Editor’s note: This reporting project was undertaken with support from the USC Annenberg Center for Health Journalism’s 2020 Data Fellowship. In the interest of full disclosure, author Gabrielle Emanuel’s son is among the 1 in 10 children born preterm.
Methodology: The GBH News data analysis focused on clinical trials, rather than observational studies or basic research, since experts indicated that clinical trials can lead directly to changes in patient care. We used the federal database at clinicaltrials.gov to compare the investment in prematurity research with the investment in other conditions. We limited the focus to trials that were conducted at least partially in the United States between 2000 and 2020; in 2000, the database was made public and many more studies were obligated to register.
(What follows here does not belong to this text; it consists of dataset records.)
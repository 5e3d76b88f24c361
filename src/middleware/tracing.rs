// ABOUTME: Request tracing helpers for correlation and structured logging
// ABOUTME: Builds per-request spans keyed by x-request-id and logs completed requests

use std::time::Instant;

use axum::extract::Request;
use axum::middleware::Next;
use axum::response::Response;
use tracing::Span;

use crate::logging::AppLogger;

/// Header carrying the request correlation id
pub const REQUEST_ID_HEADER: &str = "x-request-id";

/// Create a tracing span for an HTTP request
///
/// The request id is set by the request-id layer before this runs; the user
/// id is recorded later by the auth extractor.
#[must_use]
pub fn create_request_span<B>(request: &http::Request<B>) -> Span {
    let request_id = request
        .headers()
        .get(REQUEST_ID_HEADER)
        .and_then(|value| value.to_str().ok())
        .unwrap_or("-");

    tracing::info_span!(
        "http_request",
        method = %request.method(),
        path = %request.uri().path(),
        request_id = %request_id,
        user_id = tracing::field::Empty,
        status_code = tracing::field::Empty,
        duration_ms = tracing::field::Empty,
    )
}

/// Log every completed request with its status and latency
pub async fn log_requests(request: Request, next: Next) -> Response {
    let method = request.method().clone();
    let path = request.uri().path().to_owned();
    let started = Instant::now();

    let response = next.run(request).await;

    let status = response.status().as_u16();
    let duration_ms = started.elapsed().as_millis() as u64;
    let span = Span::current();
    span.record("status_code", status);
    span.record("duration_ms", duration_ms);
    AppLogger::log_api_request(method.as_str(), &path, status, duration_ms);

    response
}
We ran a search for trials using the term “preterm birth” and the search engine automatically included related terms such as “premature,” “preterm,” “prematurity” and “early onset of delivery.” Next, we applied a filter under “recruitment” to exclude all incomplete trials (withdrawn, suspended, terminated). With the resulting database, we sorted results by age to see how many of the studies are focused on children (<18 years old) and how many focused on adult women. By a cursory review of the trials, it appeared the studies focused on adult women were often aimed at preventing prematurity during pregnancy, whereas the studies that focused on children were often aimed at treating premature children. The database was further sorted to see how many drug trials were conducted compared to other types of interventions, such as dietary supplements. The analysis also noted the funding source for each trial. Interventions that were at least partially funded by industry were marked as industry-funded. The same process was then used for a series of other medical conditions, including erectile dysfunction, breast cancer and infertility. This methodology was reviewed by several academics as well as an outside data journalist.